Problem to work on: Transcribe the entire listing exactly.

▼

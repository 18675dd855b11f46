//! Static reference catalog
//!
//! Process-wide, read-only tables: nutrients, food categories, measure units
//! and FDA intakes.

pub mod food_categories;
pub mod measure_units;
pub mod nutrients;
pub mod rdi;

pub use food_categories::{
    category_choices, category_display_name, food_category, FoodCategory, ALL_FOODS_CATEGORY_ID,
};
pub use measure_units::{
    measure_unit, measure_unit_by_name, measure_units_sorted_by_name, MeasureUnit,
    UNDETERMINED_MEASURE_UNIT_ID,
};
pub use nutrients::{
    display_name, display_unit, equivalence_classes, nutrient, nutrients, nutrients_by_rank,
    translate_unit_name, EquivalenceClass, NutrientDefinition, ENERGY_NUTRIENT_ID,
    FAT_NUTRIENT_ID, PROTEIN_NUTRIENT_ID,
};
pub use rdi::{fda_rdi, rdi_amount, FdaNutrientRdi, Threshold};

▲

Written response:
repository 18675dd855b11f46
//! Static reference catalog
//!
//! Process-wide, read-only tables: nutrients, food categories, measure units
//! and FDA intakes.

pub mod food_categories;
pub mod measure_units;
pub mod nutrients;
pub mod rdi;

pub use food_categories::{
    category_choices, category_display_name, food_category, FoodCategory, ALL_FOODS_CATEGORY_ID,
};
pub use measure_units::{
    measure_unit, measure_unit_by_name, measure_units_sorted_by_name, MeasureUnit,
    UNDETERMINED_MEASURE_UNIT_ID,
};
pub use nutrients::{
    display_name, display_unit, equivalence_classes, nutrient, nutrients, nutrients_by_rank,
    translate_unit_name, EquivalenceClass, NutrientDefinition, ENERGY_NUTRIENT_ID,
    FAT_NUTRIENT_ID, PROTEIN_NUTRIENT_ID,
};
pub use rdi::{fda_rdi, rdi_amount, FdaNutrientRdi, Threshold};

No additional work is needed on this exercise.